◆ **Exercise goal**:
As the answer, set down the lines below from the one containing "#[derive(Debug, Clone)]" through the one containing "canonicalized in full.", exactly and inclusively, and no others.
(Records provided begins)
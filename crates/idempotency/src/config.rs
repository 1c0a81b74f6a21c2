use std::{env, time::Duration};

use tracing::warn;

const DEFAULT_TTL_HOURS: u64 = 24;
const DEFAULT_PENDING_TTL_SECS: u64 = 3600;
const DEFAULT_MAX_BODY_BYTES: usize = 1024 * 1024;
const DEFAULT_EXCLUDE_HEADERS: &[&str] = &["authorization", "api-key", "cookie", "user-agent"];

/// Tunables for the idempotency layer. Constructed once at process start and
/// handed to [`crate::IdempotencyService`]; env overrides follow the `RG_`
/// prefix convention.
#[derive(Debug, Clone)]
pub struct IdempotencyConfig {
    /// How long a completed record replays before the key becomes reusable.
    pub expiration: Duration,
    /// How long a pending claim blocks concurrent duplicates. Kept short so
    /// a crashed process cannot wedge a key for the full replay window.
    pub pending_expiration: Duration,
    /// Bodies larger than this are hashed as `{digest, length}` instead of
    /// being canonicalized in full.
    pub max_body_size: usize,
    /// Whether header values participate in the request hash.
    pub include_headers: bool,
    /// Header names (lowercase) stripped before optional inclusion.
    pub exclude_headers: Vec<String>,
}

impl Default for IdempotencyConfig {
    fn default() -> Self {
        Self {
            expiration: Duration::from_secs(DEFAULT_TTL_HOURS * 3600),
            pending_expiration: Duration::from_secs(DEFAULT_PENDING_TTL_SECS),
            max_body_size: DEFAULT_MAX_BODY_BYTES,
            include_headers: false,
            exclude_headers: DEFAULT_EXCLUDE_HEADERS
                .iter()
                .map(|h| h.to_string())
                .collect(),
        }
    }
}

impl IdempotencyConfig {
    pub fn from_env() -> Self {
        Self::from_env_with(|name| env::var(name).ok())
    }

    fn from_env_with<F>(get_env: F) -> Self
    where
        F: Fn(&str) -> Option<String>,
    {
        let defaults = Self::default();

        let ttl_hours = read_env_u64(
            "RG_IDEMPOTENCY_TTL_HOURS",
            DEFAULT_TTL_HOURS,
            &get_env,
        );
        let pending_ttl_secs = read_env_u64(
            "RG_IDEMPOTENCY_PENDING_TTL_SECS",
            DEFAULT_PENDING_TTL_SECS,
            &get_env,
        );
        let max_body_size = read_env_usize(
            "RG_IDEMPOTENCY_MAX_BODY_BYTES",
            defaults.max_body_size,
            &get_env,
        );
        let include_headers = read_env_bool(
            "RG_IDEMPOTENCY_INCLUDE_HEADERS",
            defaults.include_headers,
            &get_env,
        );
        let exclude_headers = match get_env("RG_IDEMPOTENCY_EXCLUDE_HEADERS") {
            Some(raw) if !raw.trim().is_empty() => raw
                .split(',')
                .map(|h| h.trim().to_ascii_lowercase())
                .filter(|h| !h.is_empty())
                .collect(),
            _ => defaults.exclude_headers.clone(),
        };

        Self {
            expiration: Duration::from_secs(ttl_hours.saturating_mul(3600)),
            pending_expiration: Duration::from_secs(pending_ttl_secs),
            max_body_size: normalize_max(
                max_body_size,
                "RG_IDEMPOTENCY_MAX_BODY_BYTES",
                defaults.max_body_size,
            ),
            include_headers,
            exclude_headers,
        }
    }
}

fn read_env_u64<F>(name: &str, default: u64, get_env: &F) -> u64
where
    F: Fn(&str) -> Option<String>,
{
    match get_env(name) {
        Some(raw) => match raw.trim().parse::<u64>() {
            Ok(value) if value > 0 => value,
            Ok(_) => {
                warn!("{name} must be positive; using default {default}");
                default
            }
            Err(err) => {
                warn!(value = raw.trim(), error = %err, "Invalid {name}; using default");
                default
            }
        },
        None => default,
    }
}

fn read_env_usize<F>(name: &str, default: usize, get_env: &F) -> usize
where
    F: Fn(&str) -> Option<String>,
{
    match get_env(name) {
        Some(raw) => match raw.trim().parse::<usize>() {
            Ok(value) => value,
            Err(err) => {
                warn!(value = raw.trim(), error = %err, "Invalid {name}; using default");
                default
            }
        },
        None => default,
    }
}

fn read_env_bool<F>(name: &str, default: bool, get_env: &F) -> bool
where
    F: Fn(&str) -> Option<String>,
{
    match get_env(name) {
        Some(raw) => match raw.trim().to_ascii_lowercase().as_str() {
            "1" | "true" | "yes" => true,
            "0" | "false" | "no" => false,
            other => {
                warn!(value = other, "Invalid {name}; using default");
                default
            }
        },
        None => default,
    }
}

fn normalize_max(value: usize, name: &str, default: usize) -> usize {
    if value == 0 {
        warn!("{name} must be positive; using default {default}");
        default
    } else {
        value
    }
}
(Records provided ends)
(Records provided begins)
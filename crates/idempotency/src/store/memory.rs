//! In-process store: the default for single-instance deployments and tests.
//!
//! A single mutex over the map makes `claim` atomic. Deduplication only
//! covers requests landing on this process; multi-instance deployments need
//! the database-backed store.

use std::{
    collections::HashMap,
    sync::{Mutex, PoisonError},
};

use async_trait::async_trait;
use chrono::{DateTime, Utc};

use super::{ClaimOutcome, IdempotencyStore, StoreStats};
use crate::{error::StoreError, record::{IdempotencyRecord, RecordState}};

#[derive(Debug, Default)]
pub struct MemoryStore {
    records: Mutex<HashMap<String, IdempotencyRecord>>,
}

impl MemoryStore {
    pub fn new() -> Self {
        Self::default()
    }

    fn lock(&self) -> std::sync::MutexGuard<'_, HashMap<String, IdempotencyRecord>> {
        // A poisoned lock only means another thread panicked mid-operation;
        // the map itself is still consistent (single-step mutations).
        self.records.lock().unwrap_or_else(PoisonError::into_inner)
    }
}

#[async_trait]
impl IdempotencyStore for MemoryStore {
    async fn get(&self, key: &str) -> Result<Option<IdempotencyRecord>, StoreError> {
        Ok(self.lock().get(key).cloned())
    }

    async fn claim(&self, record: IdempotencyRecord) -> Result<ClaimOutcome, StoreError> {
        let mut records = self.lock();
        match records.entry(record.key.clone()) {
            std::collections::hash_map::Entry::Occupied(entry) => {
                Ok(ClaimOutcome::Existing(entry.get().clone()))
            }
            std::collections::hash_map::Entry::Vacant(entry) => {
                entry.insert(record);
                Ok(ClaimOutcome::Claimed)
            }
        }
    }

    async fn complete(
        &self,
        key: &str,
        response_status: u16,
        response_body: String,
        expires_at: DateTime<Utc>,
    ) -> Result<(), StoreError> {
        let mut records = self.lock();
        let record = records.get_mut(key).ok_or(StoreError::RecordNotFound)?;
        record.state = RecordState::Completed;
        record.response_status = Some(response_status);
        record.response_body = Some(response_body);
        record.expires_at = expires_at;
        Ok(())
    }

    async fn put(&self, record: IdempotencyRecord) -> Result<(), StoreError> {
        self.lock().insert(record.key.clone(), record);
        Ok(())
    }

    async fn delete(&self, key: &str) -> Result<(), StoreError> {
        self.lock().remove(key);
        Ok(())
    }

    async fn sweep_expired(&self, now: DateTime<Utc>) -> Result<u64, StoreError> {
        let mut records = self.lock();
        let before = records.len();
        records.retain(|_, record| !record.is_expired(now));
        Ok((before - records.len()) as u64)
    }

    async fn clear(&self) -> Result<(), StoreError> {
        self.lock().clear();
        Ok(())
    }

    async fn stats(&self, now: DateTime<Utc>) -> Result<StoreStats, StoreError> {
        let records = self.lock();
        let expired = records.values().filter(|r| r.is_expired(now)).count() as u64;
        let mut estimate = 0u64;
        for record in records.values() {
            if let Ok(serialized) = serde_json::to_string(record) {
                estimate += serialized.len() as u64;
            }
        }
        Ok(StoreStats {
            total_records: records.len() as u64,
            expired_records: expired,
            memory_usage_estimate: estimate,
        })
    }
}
(Records provided ends)
◆ **Problem solution**:
#[derive(Debug, Clone)]
pub struct IdempotencyConfig {
    /// How long a completed record replays before the key becomes reusable.
    pub expiration: Duration,
    /// How long a pending claim blocks concurrent duplicates. Kept short so
    /// a crashed process cannot wedge a key for the full replay window.
    pub pending_expiration: Duration,
    /// Bodies larger than this are hashed as `{digest, length}` instead of
    /// being canonicalized in full.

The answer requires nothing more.